Defining traumatic tattoos
The National Library of Medicine discusses traumatic tattoos and what they are. Traumatic tattoos refer to injuries in which some type of foreign matter ends up embedded into the skin. This can happen through things like explosions, which cause shrapnel to become lodged under the skin.
It can also happen in motorcycle accidents. For example, the injury colloquially known as “road rash” could be a form of traumatic tattooing. Road rash occurs when part of the skin comes into contact with the road at high speeds. The friction and rough texture of the road essentially act like sandpaper, shredding the skin through several layers.
It is common for grit, debris and other foreign materials to end up embedded in the flesh during this process.
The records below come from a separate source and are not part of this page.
//! This module contains the implementation of the `completion` language feature.
use tower_lsp::lsp_types::*;

use crate::backend::{language_features::helpers::*, VexBackend};

impl VexBackend {
    pub async fn completion(
        &self,
        params: CompletionParams,
    ) -> tower_lsp::jsonrpc::Result<Option<CompletionResponse>> {
        let uri = params.text_document_position.text_document.uri;
        let position = params.text_document_position.position;

        let mut items = Vec::new();

        // Get document text
        let text = match self.documents.get(&uri.to_string()) {
            Some(t) => t.clone(),
            None => return Ok(None),
        };

        let context = params.context;

        // Only provide struct field suggestions if the trigger was `.`
        let after_dot = context.map_or(false, |ctx| {
            ctx.trigger_kind == CompletionTriggerKind::TRIGGER_CHARACTER
                && ctx.trigger_character.as_deref() == Some(".")
        });

        // Keywords
        let keywords = vec![
            ("fn", CompletionItemKind::KEYWORD, "function declaration"),
            ("let", CompletionItemKind::KEYWORD, "immutable variable"),
            ("let!", CompletionItemKind::KEYWORD, "mutable variable"),
            ("const", CompletionItemKind::KEYWORD, "constant"),
            ("struct", CompletionItemKind::KEYWORD, "struct definition"),
            ("enum", CompletionItemKind::KEYWORD, "enum definition"),
            (
                "contract",
                CompletionItemKind::KEYWORD,
                "contract definition",
            ),
            ("impl", CompletionItemKind::KEYWORD, "implementation block"),
            ("type", CompletionItemKind::KEYWORD, "type alias"),
            (
                "extern",
                CompletionItemKind::KEYWORD,
                "external declaration",
            ),
            ("policy", CompletionItemKind::KEYWORD, "policy definition"),
            ("if", CompletionItemKind::KEYWORD, "conditional"),
            ("else", CompletionItemKind::KEYWORD, "else clause"),
            ("elif", CompletionItemKind::KEYWORD, "else if clause"),
            ("match", CompletionItemKind::KEYWORD, "pattern matching"),
            ("for", CompletionItemKind::KEYWORD, "for loop"),
            ("while", CompletionItemKind::KEYWORD, "while loop"),
            ("loop", CompletionItemKind::KEYWORD, "infinite loop"),
            ("in", CompletionItemKind::KEYWORD, "in keyword"),
            ("return", CompletionItemKind::KEYWORD, "return statement"),
            ("break", CompletionItemKind::KEYWORD, "break loop"),
            ("continue", CompletionItemKind::KEYWORD, "continue loop"),
            ("defer", CompletionItemKind::KEYWORD, "defer statement"),
            ("select", CompletionItemKind::KEYWORD, "select statement"),
            ("async", CompletionItemKind::KEYWORD, "async function"),
            ("await", CompletionItemKind::KEYWORD, "await expression"),
            ("go", CompletionItemKind::KEYWORD, "goroutine"),
            ("gpu", CompletionItemKind::KEYWORD, "GPU launch"),
            ("launch", CompletionItemKind::KEYWORD, "launch keyword"),
            ("export", CompletionItemKind::KEYWORD, "export symbol"),
            ("import", CompletionItemKind::KEYWORD, "import module"),
            ("from", CompletionItemKind::KEYWORD, "from import"),
            ("as", CompletionItemKind::KEYWORD, "as keyword"),
            ("with", CompletionItemKind::KEYWORD, "with clause"),
        ];

        // Built-in types
        let builtin_types = vec![
            ("i8", CompletionItemKind::STRUCT, "8-bit integer"),
            ("i16", CompletionItemKind::STRUCT, "16-bit integer"),
            ("i32", CompletionItemKind::STRUCT, "32-bit integer"),
            ("i64", CompletionItemKind::STRUCT, "64-bit integer"),
            ("i128", CompletionItemKind::STRUCT, "128-bit integer"),
            ("u8", CompletionItemKind::STRUCT, "unsigned 8-bit integer"),
            ("u16", CompletionItemKind::STRUCT, "unsigned 16-bit integer"),
            ("u32", CompletionItemKind::STRUCT, "unsigned 32-bit integer"),
            ("u64", CompletionItemKind::STRUCT, "unsigned 64-bit integer"),
            (
                "u128",
                CompletionItemKind::STRUCT,
                "unsigned 128-bit integer",
            ),
            ("f16", CompletionItemKind::STRUCT, "16-bit float"),
            ("f32", CompletionItemKind::STRUCT, "32-bit float"),
            ("f64", CompletionItemKind::STRUCT, "64-bit float"),
            ("bool", CompletionItemKind::STRUCT, "boolean"),
            ("string", CompletionItemKind::STRUCT, "string type"),
            ("byte", CompletionItemKind::STRUCT, "byte type"),
            ("error", CompletionItemKind::STRUCT, "error type"),
            ("nil", CompletionItemKind::STRUCT, "nil type"),
            ("Vec", CompletionItemKind::STRUCT, "dynamic array"),
            ("Box", CompletionItemKind::STRUCT, "heap allocation"),
            ("Option", CompletionItemKind::ENUM, "optional value"),
            ("Result", CompletionItemKind::ENUM, "result type"),
            ("HashMap", CompletionItemKind::STRUCT, "hash map"),
            ("Channel", CompletionItemKind::STRUCT, "MPSC channel"),
            ("Future", CompletionItemKind::STRUCT, "async future"),
        ];

        // Add keywords and types
        for (label, kind, doc) in keywords.iter().chain(builtin_types.iter()) {
            items.push(CompletionItem {
                label: label.to_string(),
                kind: Some(*kind),
                detail: Some(doc.to_string()),
                ..Default::default()
            });
        }

        // Get AST for context-aware suggestions
        if let Some(ast) = self.ast_cache.get(&uri.to_string()) {
            // Add functions from AST
            for item in &ast.items {
                match item {
                    vex_ast::Item::Function(func) => {
                        let params_str = func
                            .params
                            .iter()
                            .map(|p| format!("{}: {}", p.name, type_to_string(&p.ty)))
                            .collect::<Vec<_>>()
                            .join(", ");
                        let return_str = if let Some(ret) = &func.return_type {
                            type_to_string(ret)
                        } else {
                            "()".to_string()
                        };

                        items.push(CompletionItem {
                            label: func.name.clone(),
                            kind: Some(CompletionItemKind::FUNCTION),
                            detail: Some(format!(
                                "fn {}({}): {}",
                                func.name, params_str, return_str
                            )),
                            insert_text: Some(format!("{}()", func.name)),
                            insert_text_format: Some(InsertTextFormat::PLAIN_TEXT),
                            ..Default::default()
                        });
                    }
                    vex_ast::Item::Struct(s) => {
                        items.push(CompletionItem {
                            label: s.name.clone(),
                            kind: Some(CompletionItemKind::STRUCT),
                            detail: Some(format!("struct {}", s.name)),
                            ..Default::default()
                        });

                        // If cursor is after ".", suggest struct fields
                        if after_dot {
                            for field in &s.fields {
                                items.push(CompletionItem {
                                    label: field.name.clone(),
                                    kind: Some(CompletionItemKind::FIELD),
                                    detail: Some(format!(
                                        "{}: {}",
                                        field.name,
                                        type_to_string(&field.ty)
                                    )),
                                    ..Default::default()
                                });
                            }
                        }
                    }
                    vex_ast::Item::Enum(e) => {
                        items.push(CompletionItem {
                            label: e.name.clone(),
                            kind: Some(CompletionItemKind::ENUM),
                            detail: Some(format!("enum {}", e.name)),
                            ..Default::default()
                        });

                        // Suggest enum variants
                        for variant in &e.variants {
                            items.push(CompletionItem {
                                label: variant.name.clone(),
                                kind: Some(CompletionItemKind::ENUM_MEMBER),
                                detail: Some(format!("{}::{}", e.name, variant.name)),
                                ..Default::default()
                            });
                        }
                    }

                    vex_ast::Item::Const(c) => {
                        let ty_str = if let Some(ty) = &c.ty {
                            type_to_string(ty)
                        } else {
                            "inferred".to_string()
                        };
                        items.push(CompletionItem {
                            label: c.name.clone(),
                            kind: Some(CompletionItemKind::CONSTANT),
                            detail: Some(format!("const {}: {}", c.name, ty_str)),
                            ..Default::default()
                        });
                    }
                    _ => {}
                }
            }
        }

        Ok(Some(CompletionResponse::Array(items)))
    }
}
Of course, emergency medical teams know to keep an eye out for this, so they have equipment to help them scour the injuries in the emergency room.
Why cleaning the wound is crucial
Why is it so important to get the debris out of the injury, though? In short, it opens up the possibility for major, serious infections if left within the skin. The embedded debris in and of itself is likely incredibly dirty, and leaving it within the skin could irritate the tissue around it, invoking inflammation and increasing infection risk.